__HOW TO COMPLETE THIS TASK__.
Start at the top line and retype the data exactly through to the end.

......

//! Tracing field lines of a vector field.

pub mod field_line;
pub mod stepping;

use self::{
    field_line::{
        basic::{BasicFieldLineTracer3, BasicFieldLineTracerConfig, FieldLineTracingSense},
        FieldLineTrace3,
    },
    stepping::{
        euler::EulerStepperConfig, Stepper3, StepperInstruction, StepperResult, SteppingSense,
        StoppingCause,
    },
};
use crate::{
    error::TracingResult,
    field::FieldFunction3,
    geometry::{Point3, Vec3},
};

/// Floating-point precision to use for tracing.
#[allow(non_camel_case_types)]
pub type ftr = f64;

/// A tracer result which is either OK or void.
#[derive(Clone, Debug)]
pub enum TracerResult {
    Ok(StoppingCause),
    Void,
}

/// Traces a field line through a 3D vector field.
///
/// # Parameters
///
/// - `field`: Vector field to trace.
/// - `stepper`: Stepper to use (will be consumed).
/// - `start_position`: Position where the tracing should start.
/// - `sense`: Whether the field line should be traced in the same or opposite direction as the field.
/// - `max_steps`: Tracing is terminated after this number of steps.
/// - `callback`: Closure that for the start position and each step will be called with the displacement
/// vector from the previous to the current position, the current position and the total traced distance.
///
/// # Returns
///
/// A `TracerResult` which is either:
///
/// - `Ok`: Contains the `StoppingCause` indicating why tracing was terminated.
/// - `Void`: No field line was traced.
///
/// # Type parameters
///
/// - `Fi`: Type of field function.
/// - `St`: Type of stepper.
/// - `C`: Mutable function type taking a displacement, a position and a distance and returning a `StepperInstruction`.
pub fn trace_3d_field_line<Fi, St, C>(
    field: &Fi,
    mut stepper: St,
    start_position: &Point3<ftr>,
    sense: SteppingSense,
    max_steps: usize,
    callback: &mut C,
) -> TracerResult
where
    Fi: FieldFunction3 + ?Sized,
    St: Stepper3,
    C: FnMut(&Vec3<ftr>, &Point3<ftr>, ftr) -> StepperInstruction,
{
    match stepper.place(field, sense, start_position, callback) {
        StepperResult::Ok(_) => {}
        StepperResult::Stopped(_) => return TracerResult::Void,
    };
    for _ in 0..max_steps {
        if let StepperResult::Stopped(cause) = stepper.step(field, sense, callback) {
            return TracerResult::Ok(cause);
        }
    }
    TracerResult::Ok(StoppingCause::MaxStepsReached)
}

/// Traces a field line from the given seed in a single direction, using
/// fixed-length Euler steps along the unit field direction.
///
/// # Parameters
///
/// - `seed`: Position where the tracing should start.
/// - `field`: Vector field to trace.
/// - `step_size`: Distance between consecutive field line points.
/// - `max_steps`: Largest number of steps to take.
/// - `direction`: `+1` to trace along the field, `-1` to trace against it.
///
/// # Returns
///
/// A `TracingResult` which is either:
///
/// - `Ok`: Contains the traced `FieldLineTrace3`, starting at `seed` and holding at most `max_steps + 1` points.
/// - `Err`: `step_size` was not finite and positive, or `direction` was not `+1` or `-1`.
pub fn trace<Fi>(
    seed: &Point3<ftr>,
    field: &Fi,
    step_size: ftr,
    max_steps: usize,
    direction: ftr,
) -> TracingResult<FieldLineTrace3>
where
    Fi: FieldFunction3 + ?Sized,
{
    let sense = SteppingSense::from_direction(direction)?;
    let tracer = BasicFieldLineTracer3::new(BasicFieldLineTracerConfig {
        tracing_sense: FieldLineTracingSense::One(sense),
        stepper: EulerStepperConfig {
            step_length: step_size,
            ..EulerStepperConfig::default()
        },
        max_steps,
    })?;
    Ok(tracer.trace_in_sense(field, seed, sense))
}
//! Command line interface.

pub mod build;
pub mod field;
pub mod run;
pub mod seeding;
pub mod tracing;
pub mod utils;
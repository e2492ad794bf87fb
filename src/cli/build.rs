//! Function for building the command line hierarchy.

use super::tracing::create_trace_subcommand;
use clap::{self, Arg, Command};

/// Build the `lodestone` command line hierarchy.
pub fn build() -> Command<'static> {
    Command::new(clap::crate_name!())
        .version(clap::crate_version!())
        .about(clap::crate_description!())
        .disable_help_subcommand(true)
        .subcommand_required(true)
        .arg_required_else_help(true)
        .arg(
            Arg::new("timing")
                .short('t')
                .long("timing")
                .help("Display elapsed time when done"),
        )
        .subcommand(create_trace_subcommand())
}

#[cfg(test)]
mod tests {

    use super::*;

    #[test]
    fn command_line_hierarchy_is_consistent() {
        build().debug_assert();
    }
}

......

__SOLUTION BELOW__.
//! Tracing field lines of a vector field.

pub mod field_line;
pub mod stepping;

use self::{
    field_line::{
        basic::{BasicFieldLineTracer3, BasicFieldLineTracerConfig, FieldLineTracingSense},
        FieldLineTrace3,
    },
    stepping::{
        euler::EulerStepperConfig, Stepper3, StepperInstruction, StepperResult, SteppingSense,
        StoppingCause,
    },
};
use crate::{
    error::TracingResult,
    field::FieldFunction3,
    geometry::{Point3, Vec3},
};

/// Floating-point precision to use for tracing.
#[allow(non_camel_case_types)]
pub type ftr = f64;

/// A tracer result which is either OK or void.
#[derive(Clone, Debug)]
pub enum TracerResult {
    Ok(StoppingCause),
    Void,
}

/// Traces a field line through a 3D vector field.
///
/// # Parameters
///
/// - `field`: Vector field to trace.
/// - `stepper`: Stepper to use (will be consumed).
/// - `start_position`: Position where the tracing should start.
/// - `sense`: Whether the field line should be traced in the same or opposite direction as the field.
/// - `max_steps`: Tracing is terminated after this number of steps.
/// - `callback`: Closure that for the start position and each step will be called with the displacement
/// vector from the previous to the current position, the current position and the total traced distance.
///
/// # Returns
///
/// A `TracerResult` which is either:
///
/// - `Ok`: Contains the `StoppingCause` indicating why tracing was terminated.
/// - `Void`: No field line was traced.
///
/// # Type parameters
///
/// - `Fi`: Type of field function.
/// - `St`: Type of stepper.
/// - `C`: Mutable function type taking a displacement, a position and a distance and returning a `StepperInstruction`.
pub fn trace_3d_field_line<Fi, St, C>(
    field: &Fi,
    mut stepper: St,
    start_position: &Point3<ftr>,
    sense: SteppingSense,
    max_steps: usize,
    callback: &mut C,
) -> TracerResult
where
    Fi: FieldFunction3 + ?Sized,
    St: Stepper3,
    C: FnMut(&Vec3<ftr>, &Point3<ftr>, ftr) -> StepperInstruction,
{
    match stepper.place(field, sense, start_position, callback) {
        StepperResult::Ok(_) => {}
        StepperResult::Stopped(_) => return TracerResult::Void,
    };
    for _ in 0..max_steps {
        if let StepperResult::Stopped(cause) = stepper.step(field, sense, callback) {
            return TracerResult::Ok(cause);
        }
    }
    TracerResult::Ok(StoppingCause::MaxStepsReached)
}

/// Traces a field line from the given seed in a single direction, using
/// fixed-length Euler steps along the unit field direction.
///
/// # Parameters
///
/// - `seed`: Position where the tracing should start.
/// - `field`: Vector field to trace.
/// - `step_size`: Distance between consecutive field line points.
/// - `max_steps`: Largest number of steps to take.
/// - `direction`: `+1` to trace along the field, `-1` to trace against it.
///
/// # Returns
///
/// A `TracingResult` which is either:
///
/// - `Ok`: Contains the traced `FieldLineTrace3`, starting at `seed` and holding at most `max_steps + 1` points.
/// - `Err`: `step_size` was not finite and positive, or `direction` was not `+1` or `-1`.
pub fn trace<Fi>(
    seed: &Point3<ftr>,
    field: &Fi,
    step_size: ftr,
    max_steps: usize,
    direction: ftr,
) -> TracingResult<FieldLineTrace3>
where
    Fi: FieldFunction3 + ?Sized,
{
    let sense = SteppingSense::from_direction(direction)?;
    let tracer = BasicFieldLineTracer3::new(BasicFieldLineTracerConfig {
        tracing_sense: FieldLineTracingSense::One(sense),
        stepper: EulerStepperConfig {
            step_length: step_size,
            ..EulerStepperConfig::default()
        },
        max_steps,
    })?;
    Ok(tracer.trace_in_sense(field, seed, sense))
}
//! Command line interface.

pub mod build;
pub mod field;
pub mod run;
pub mod seeding;
pub mod tracing;
pub mod utils;
repository e2492ad794bf87fb
filename src/cli/build.rs
//! Function for building the command line hierarchy.

use super::tracing::create_trace_subcommand;
use clap::{self, Arg, Command};

/// Build the `lodestone` command line hierarchy.
pub fn build() -> Command<'static> {
    Command::new(clap::crate_name!())
        .version(clap::crate_version!())
        .about(clap::crate_description!())
        .disable_help_subcommand(true)
        .subcommand_required(true)
        .arg_required_else_help(true)
        .arg(
            Arg::new("timing")
                .short('t')
                .long("timing")
                .help("Display elapsed time when done"),
        )
        .subcommand(create_trace_subcommand())
}

#[cfg(test)]
mod tests {

    use super::*;

    #[test]
    fn command_line_hierarchy_is_consistent() {
        build().debug_assert();
    }
}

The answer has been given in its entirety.